Um dia não precisaremos mais, não estaremos discutindo “homens e mulheres”. No entanto, o Brasil ainda está se organizando nesse sentido e ainda vamos falar sobre essas diferenças durante um tempo. Os papéis femininos e masculinos estão se reorganizando, estamos passando por grandes transformações, então acho que o debate é válido. O ideal vai ser quando pararmos de falar em gêneros e passarmos a falar apenas de seres humanos e seus projetos.

A senhora citou em uma entrevista que existe hoje uma “tirania da perfeição física” e que as mulheres que se submetem a ela estão em busca não de uma identidade, mas de uma identificação com o que é disseminado pela mídia. Essa é uma questão preocupante?
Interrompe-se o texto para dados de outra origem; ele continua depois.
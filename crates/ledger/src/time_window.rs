//! Symbolic time frame → absolute cutoff instant.

use chrono::{DateTime, TimeDelta, Utc};
use serde::{Deserialize, Serialize};

use tally_core::{Clock, DomainError, DomainResult};

#[derive(Debug, Clone, Copy, PartialEq, Eq, Hash, Serialize, Deserialize)]
#[serde(rename_all = "UPPERCASE")]
pub enum TimeFrame {
    Hours,
    Days,
}

impl TimeFrame {
    /// `interval` units of this granularity.
    pub fn span(self, interval: i64) -> Option<TimeDelta> {
        match self {
            TimeFrame::Hours => TimeDelta::try_hours(interval),
            TimeFrame::Days => TimeDelta::try_days(interval),
        }
    }

    /// `now − interval` units. A negative interval yields a cutoff in the future.
    pub fn apply(self, interval: i64, now: DateTime<Utc>) -> DomainResult<DateTime<Utc>> {
        self.span(interval)
            .and_then(|span| now.checked_sub_signed(span))
            .ok_or_else(|| DomainError::invalid_field("interval", "Interval is out of range"))
    }
}

impl core::str::FromStr for TimeFrame {
    type Err = DomainError;

    /// Case-sensitive, matching the wire names.
    fn from_str(s: &str) -> Result<Self, Self::Err> {
        match s {
            "HOURS" => Ok(TimeFrame::Hours),
            "DAYS" => Ok(TimeFrame::Days),
            _ => Err(DomainError::invalid_field(
                "timeFrame",
                "Time frame must be one of HOURS, DAYS",
            )),
        }
    }
}

/// Resolves cutoffs against an injected clock, reading it on every call.
#[derive(Debug, Clone)]
pub struct TimeWindowResolver<C> {
    clock: C,
}

impl<C: Clock> TimeWindowResolver<C> {
    pub fn new(clock: C) -> Self {
        Self { clock }
    }

    pub fn cutoff(&self, frame: TimeFrame, interval: i64) -> DomainResult<DateTime<Utc>> {
        frame.apply(interval, self.clock.now())
    }
}

#[cfg(test)]
mod tests {
    use super::*;
    use chrono::{Duration, TimeZone};
    use tally_core::{FixedClock, SystemClock};
    use std::sync::Arc;

    #[test]
    fn days_cutoff_lies_between_neighbouring_days() {
        let resolver = TimeWindowResolver::new(SystemClock);
        let now = Utc::now();
        let cutoff = resolver.cutoff(TimeFrame::Days, 11).unwrap();

        assert!(now - Duration::days(10) > cutoff);
        assert!(now - Duration::days(12) < cutoff);
    }

    #[test]
    fn one_hour_cutoff_is_within_the_last_61_minutes() {
        let resolver = TimeWindowResolver::new(SystemClock);
        let cutoff = resolver.cutoff(TimeFrame::Hours, 1).unwrap();
        let now = Utc::now();

        assert!(now > cutoff);
        assert!(now - Duration::minutes(61) < cutoff);
    }

    #[test]
    fn negative_interval_points_into_the_future() {
        let now = Utc.with_ymd_and_hms(2024, 1, 10, 0, 0, 0).unwrap();
        let cutoff = TimeFrame::Days.apply(-2, now).unwrap();
        assert_eq!(cutoff, now + Duration::days(2));
    }

    #[test]
    fn clock_is_read_on_every_call() {
        let start = Utc.with_ymd_and_hms(2024, 1, 10, 12, 0, 0).unwrap();
        let clock = Arc::new(FixedClock::new(start));
        let resolver = TimeWindowResolver::new(clock.clone());

        let first = resolver.cutoff(TimeFrame::Hours, 3).unwrap();
        clock.advance(Duration::hours(1));
        let second = resolver.cutoff(TimeFrame::Hours, 3).unwrap();

        assert_eq!(first, start - Duration::hours(3));
        assert_eq!(second - first, Duration::hours(1));
    }

    #[test]
    fn huge_interval_is_a_validation_error() {
        let err = TimeFrame::Days.apply(i64::MAX, Utc::now()).unwrap_err();
        assert_eq!(err.messages(), vec!["Interval is out of range"]);
    }

    #[test]
    fn parses_wire_names_only() {
        assert_eq!("HOURS".parse::<TimeFrame>().unwrap(), TimeFrame::Hours);
        assert_eq!("DAYS".parse::<TimeFrame>().unwrap(), TimeFrame::Days);
        assert!("days".parse::<TimeFrame>().is_err());
    }
}
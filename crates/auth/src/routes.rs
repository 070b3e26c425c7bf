//! Data-driven access table: (method, path pattern) → required access.

use std::borrow::Cow;

use crate::Scope;

/// HTTP method as seen by the access table (kept free of any HTTP crate).
#[derive(Debug, Clone, Copy, PartialEq, Eq, Hash)]
pub enum RequestMethod {
    Get,
    Head,
    Post,
    Put,
    Patch,
    Delete,
    Options,
    Other,
}

impl RequestMethod {
    pub fn parse(method: &str) -> Self {
        match method {
            "GET" => Self::Get,
            "HEAD" => Self::Head,
            "POST" => Self::Post,
            "PUT" => Self::Put,
            "PATCH" => Self::Patch,
            "DELETE" => Self::Delete,
            "OPTIONS" => Self::Options,
            _ => Self::Other,
        }
    }
}

/// Path matcher.
///
/// `Prefix` follows Ant `/**` semantics: `/api/**` matches `/api` and anything
/// under `/api/`, but not `/apix`.
#[derive(Debug, Clone, PartialEq, Eq)]
pub enum PathPattern {
    Exact(Cow<'static, str>),
    Prefix(Cow<'static, str>),
}

impl PathPattern {
    pub fn parse(pattern: &'static str) -> Self {
        match pattern.strip_suffix("/**") {
            Some(prefix) => Self::Prefix(Cow::Borrowed(prefix)),
            None => Self::Exact(Cow::Borrowed(pattern)),
        }
    }

    pub fn matches(&self, path: &str) -> bool {
        match self {
            PathPattern::Exact(p) => path == p.as_ref(),
            PathPattern::Prefix(p) => match path.strip_prefix(p.as_ref()) {
                Some(rest) => rest.is_empty() || rest.starts_with('/'),
                None => false,
            },
        }
    }
}

/// What a matched request needs.
#[derive(Debug, Clone, PartialEq, Eq)]
pub enum Access {
    /// No token required.
    PermitAll,
    /// Any valid token.
    Authenticated,
    /// A valid token carrying this scope.
    Scope(Scope),
}

#[derive(Debug, Clone, PartialEq, Eq)]
pub struct RouteRule {
    /// `None` matches every method.
    pub method: Option<RequestMethod>,
    pub pattern: PathPattern,
    pub access: Access,
}

impl RouteRule {
    fn matches(&self, method: RequestMethod, path: &str) -> bool {
        self.method.map_or(true, |m| m == method) && self.pattern.matches(path)
    }
}

/// Ordered rule list; the first matching rule wins, otherwise `fallback`.
#[derive(Debug, Clone, PartialEq, Eq)]
pub struct RouteTable {
    rules: Vec<RouteRule>,
    fallback: Access,
}

impl RouteTable {
    /// Empty table where every request needs a valid token.
    pub fn new() -> Self {
        Self {
            rules: Vec::new(),
            fallback: Access::Authenticated,
        }
    }

    pub fn rule(mut self, method: Option<RequestMethod>, pattern: &'static str, access: Access) -> Self {
        self.rules.push(RouteRule {
            method,
            pattern: PathPattern::parse(pattern),
            access,
        });
        self
    }

    pub fn fallback(mut self, access: Access) -> Self {
        self.fallback = access;
        self
    }

    /// The account API's policy: writes need `write`, reads need `read`,
    /// the root and health probe are open.
    pub fn account_api() -> Self {
        Self::new()
            .rule(Some(RequestMethod::Post), "/api/**", Access::Scope(Scope::WRITE))
            .rule(Some(RequestMethod::Put), "/api/**", Access::Scope(Scope::WRITE))
            .rule(Some(RequestMethod::Get), "/api/**", Access::Scope(Scope::READ))
            .rule(None, "/", Access::PermitAll)
            .rule(None, "/health", Access::PermitAll)
    }

    pub fn rules(&self) -> &[RouteRule] {
        &self.rules
    }

    pub fn resolve(&self, method: RequestMethod, path: &str) -> &Access {
        self.rules
            .iter()
            .find(|r| r.matches(method, path))
            .map(|r| &r.access)
            .unwrap_or(&self.fallback)
    }
}

impl Default for RouteTable {
    fn default() -> Self {
        Self::account_api()
    }
}

#[cfg(test)]
mod tests {
    use super::*;

    #[test]
    fn ant_prefix_matches_subtree_only() {
        let p = PathPattern::parse("/api/**");
        assert!(p.matches("/api"));
        assert!(p.matches("/api/v1/accounts/1"));
        assert!(!p.matches("/apix"));
        assert!(!p.matches("/"));
    }

    #[test]
    fn account_api_table_maps_methods_to_scopes() {
        let t = RouteTable::account_api();
        assert_eq!(
            t.resolve(RequestMethod::Post, "/api/v1/accounts"),
            &Access::Scope(Scope::WRITE)
        );
        assert_eq!(
            t.resolve(RequestMethod::Put, "/api/v1/accounts/100"),
            &Access::Scope(Scope::WRITE)
        );
        assert_eq!(
            t.resolve(RequestMethod::Get, "/api/v1/accounts/100/transactions"),
            &Access::Scope(Scope::READ)
        );
        assert_eq!(t.resolve(RequestMethod::Get, "/"), &Access::PermitAll);
    }

    #[test]
    fn unmatched_requests_fall_back_to_authenticated() {
        let t = RouteTable::account_api();
        assert_eq!(
            t.resolve(RequestMethod::Delete, "/api/v1/accounts/1"),
            &Access::Authenticated
        );
        assert_eq!(t.resolve(RequestMethod::Get, "/metrics"), &Access::Authenticated);
    }

    #[test]
    fn first_matching_rule_wins() {
        let t = RouteTable::new()
            .rule(None, "/api/public/**", Access::PermitAll)
            .rule(None, "/api/**", Access::Scope(Scope::WRITE));
        assert_eq!(t.resolve(RequestMethod::Get, "/api/public/x"), &Access::PermitAll);
    }
}
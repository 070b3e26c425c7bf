//! Entity trait: identity + continuity across state changes.

/// Entity marker + minimal interface.
///
/// Entities in this system get their identity from the store, so an entity
/// built in memory has no id until its first save.
pub trait Entity {
    /// Strongly-typed entity identifier.
    type Id: Copy + Eq + core::hash::Hash + core::fmt::Debug;

    /// Returns the identifier, or `None` if the entity was never persisted.
    fn id(&self) -> Option<Self::Id>;

    fn is_persisted(&self) -> bool {
        self.id().is_some()
    }
}
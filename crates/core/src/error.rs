//! Domain error model.

use serde::Serialize;
use thiserror::Error;

/// Result type used across the domain layer.
pub type DomainResult<T> = Result<T, DomainError>;

/// A single failed field check, carrying the client-facing message.
#[derive(Debug, Clone, PartialEq, Eq, Serialize)]
pub struct FieldViolation {
    pub field: &'static str,
    pub message: String,
}

impl FieldViolation {
    pub fn new(field: &'static str, message: impl Into<String>) -> Self {
        Self {
            field,
            message: message.into(),
        }
    }
}

impl core::fmt::Display for FieldViolation {
    fn fmt(&self, f: &mut core::fmt::Formatter<'_>) -> core::fmt::Result {
        write!(f, "{}: {}", self.field, self.message)
    }
}

/// Domain-level error.
///
/// Keep this focused on deterministic, business/domain failures (validation,
/// missing resources, malformed identifiers). Infrastructure concerns belong
/// elsewhere.
#[derive(Debug, Error, Clone, PartialEq, Eq)]
pub enum DomainError {
    /// One or more fields failed validation. Every violation is reported, in
    /// field declaration order.
    #[error("validation failed: {}", join_violations(.0))]
    Validation(Vec<FieldViolation>),

    /// A requested resource was not found. The message is client-facing.
    #[error("{0}")]
    NotFound(String),

    /// An identifier was invalid (e.g. parse failure).
    #[error("invalid identifier: {0}")]
    InvalidId(String),
}

impl DomainError {
    pub fn validation(violations: Vec<FieldViolation>) -> Self {
        Self::Validation(violations)
    }

    /// Single-field validation failure.
    pub fn invalid_field(field: &'static str, message: impl Into<String>) -> Self {
        Self::Validation(vec![FieldViolation::new(field, message)])
    }

    pub fn not_found(msg: impl Into<String>) -> Self {
        Self::NotFound(msg.into())
    }

    pub fn invalid_id(msg: impl Into<String>) -> Self {
        Self::InvalidId(msg.into())
    }

    /// Client-facing messages for a validation failure (empty otherwise).
    pub fn messages(&self) -> Vec<String> {
        match self {
            DomainError::Validation(v) => v.iter().map(|v| v.message.clone()).collect(),
            _ => Vec::new(),
        }
    }
}

fn join_violations(violations: &[FieldViolation]) -> String {
    violations
        .iter()
        .map(ToString::to_string)
        .collect::<Vec<_>>()
        .join(", ")
}

/// Collects field violations so every failed check is reported at once.
#[derive(Debug, Default)]
pub struct Violations(Vec<FieldViolation>);

impl Violations {
    pub fn new() -> Self {
        Self::default()
    }

    pub fn push(&mut self, field: &'static str, message: impl Into<String>) {
        self.0.push(FieldViolation::new(field, message));
    }

    /// Record a violation when `value` is missing or only whitespace.
    pub fn require_text(&mut self, field: &'static str, value: Option<&str>, message: &str) {
        if value.map_or(true, |v| v.trim().is_empty()) {
            self.push(field, message);
        }
    }

    /// Record a violation when `value` is absent.
    pub fn require<T>(&mut self, field: &'static str, value: Option<&T>, message: &str) {
        if value.is_none() {
            self.push(field, message);
        }
    }

    pub fn is_empty(&self) -> bool {
        self.0.is_empty()
    }

    /// `Ok(())` when nothing was recorded, otherwise a `Validation` error.
    pub fn finish(self) -> DomainResult<()> {
        if self.0.is_empty() {
            Ok(())
        } else {
            Err(DomainError::Validation(self.0))
        }
    }
}
//! `tally-core`: domain foundation building blocks.
//!
//! This crate contains **pure domain** primitives (no infrastructure concerns).

pub mod clock;
pub mod entity;
pub mod error;
pub mod id;
pub mod value_object;

pub use clock::{Clock, FixedClock, SystemClock};
pub use entity::Entity;
pub use error::{DomainError, DomainResult, FieldViolation, Violations};
pub use id::{AccountId, TransactionId};
pub use value_object::ValueObject;
//! Time source abstraction.

use std::sync::Mutex;

use chrono::{DateTime, Duration, Utc};

/// Clock abstracts access to the current instant so components stay
/// deterministic in tests.
pub trait Clock: Send + Sync {
    /// Returns the current UTC instant.
    fn now(&self) -> DateTime<Utc>;
}

impl<C> Clock for std::sync::Arc<C>
where
    C: Clock + ?Sized,
{
    fn now(&self) -> DateTime<Utc> {
        (**self).now()
    }
}

/// Wall clock.
#[derive(Debug, Default, Clone, Copy)]
pub struct SystemClock;

impl Clock for SystemClock {
    fn now(&self) -> DateTime<Utc> {
        Utc::now()
    }
}

/// Manually driven clock for tests and replays.
#[derive(Debug)]
pub struct FixedClock {
    now: Mutex<DateTime<Utc>>,
}

impl FixedClock {
    pub fn new(now: DateTime<Utc>) -> Self {
        Self { now: Mutex::new(now) }
    }

    pub fn set(&self, now: DateTime<Utc>) {
        if let Ok(mut guard) = self.now.lock() {
            *guard = now;
        }
    }

    pub fn advance(&self, by: Duration) {
        if let Ok(mut guard) = self.now.lock() {
            *guard += by;
        }
    }
}

impl Clock for FixedClock {
    fn now(&self) -> DateTime<Utc> {
        match self.now.lock() {
            Ok(guard) => *guard,
            Err(poisoned) => *poisoned.into_inner(),
        }
    }
}
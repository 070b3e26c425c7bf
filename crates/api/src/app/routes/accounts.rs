use std::sync::Arc;

use axum::{
    extract::{rejection::JsonRejection, Extension, Path, Query},
    http::StatusCode,
    response::IntoResponse,
    routing::{get, post, put},
    Json, Router,
};

use tally_core::AccountId;

use crate::app::{dto, errors};
use crate::app::services::AppServices;
use crate::context::ClientContext;

pub fn router() -> Router {
    Router::new()
        .route("/", post(create_account))
        .route("/:id", put(close_account).get(get_account))
        .route("/:id/transactions", get(list_transactions))
}

pub async fn create_account(
    Extension(services): Extension<Arc<AppServices>>,
    Extension(client): Extension<ClientContext>,
    body: Result<Json<dto::CreateAccountRequest>, JsonRejection>,
) -> axum::response::Response {
    let Json(body) = match body {
        Ok(body) => body,
        Err(rejection) => {
            return errors::json_error(StatusCode::BAD_REQUEST, "invalid_body", rejection.body_text());
        }
    };

    tracing::info!(client_id = ?client.client_id().map(|c| c.as_str()), "create account request");

    let cmd = match body.into_command() {
        Ok(cmd) => cmd,
        Err(e) => return errors::domain_error_to_response(e),
    };

    match services.open_account(cmd) {
        Ok(account) => (StatusCode::OK, Json(account)).into_response(),
        Err(e) => errors::ledger_error_to_response(e),
    }
}

pub async fn close_account(
    Extension(services): Extension<Arc<AppServices>>,
    Path(id): Path<String>,
) -> axum::response::Response {
    let id = match parse_id(&id) {
        Ok(id) => id,
        Err(res) => return res,
    };

    match services.close_account(id) {
        Ok(account) => (StatusCode::OK, Json(account)).into_response(),
        Err(e) => errors::ledger_error_to_response(e),
    }
}

pub async fn get_account(
    Extension(services): Extension<Arc<AppServices>>,
    Path(id): Path<String>,
) -> axum::response::Response {
    let id = match parse_id(&id) {
        Ok(id) => id,
        Err(res) => return res,
    };

    match services.get_account(id) {
        Ok(account) => (StatusCode::OK, Json(account)).into_response(),
        Err(e) => errors::ledger_error_to_response(e),
    }
}

pub async fn list_transactions(
    Extension(services): Extension<Arc<AppServices>>,
    Path(id): Path<String>,
    Query(params): Query<dto::TransactionsParams>,
) -> axum::response::Response {
    let id = match parse_id(&id) {
        Ok(id) => id,
        Err(res) => return res,
    };

    let (frame, interval) = match params.parse() {
        Ok(v) => v,
        Err(e) => return errors::domain_error_to_response(e),
    };

    match services.list_transactions(id, frame, interval) {
        Ok(items) => (StatusCode::OK, Json(items)).into_response(),
        Err(e) => errors::ledger_error_to_response(e),
    }
}

fn parse_id(raw: &str) -> Result<AccountId, axum::response::Response> {
    raw.parse::<AccountId>()
        .map_err(errors::domain_error_to_response)
}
Acho que essa é uma questão muito ligada a um problema de educação no Brasil. A mulher que possui um determinado nível de escolarização é autônoma, consegue fazer escolhas em relação ao seu trabalho, à sua sexualidade, ao seu corpo. Ou seja, exerce a sua liberdade individual. Quanto mais você desce na pirâmide social, porém, menor é o esclarecimento e maior é a necessidade de imitação, que se torna permanente. Em uma sociedade sem educação, é o modelo da “periguete” que será seguido. Uma mulher que não anda com as próprias pernas, só consegue se sentir realizada pelo olhar do homem, e se ela se fizer “comestível”. É por isso, inclusive, que costumo dizer que as mulheres com baixo nível de escolarização são mais machistas que os homens. São elas que adotam o discurso de “homem não faz a cama”, “homem não lava a louça”, “homem gosta de mulher fruta”. Infelizmente, querer ser um “animal de companhia” ainda é um projeto de muitas mulheres com baixo índice de educação, que acabam se submetendo à violência doméstica.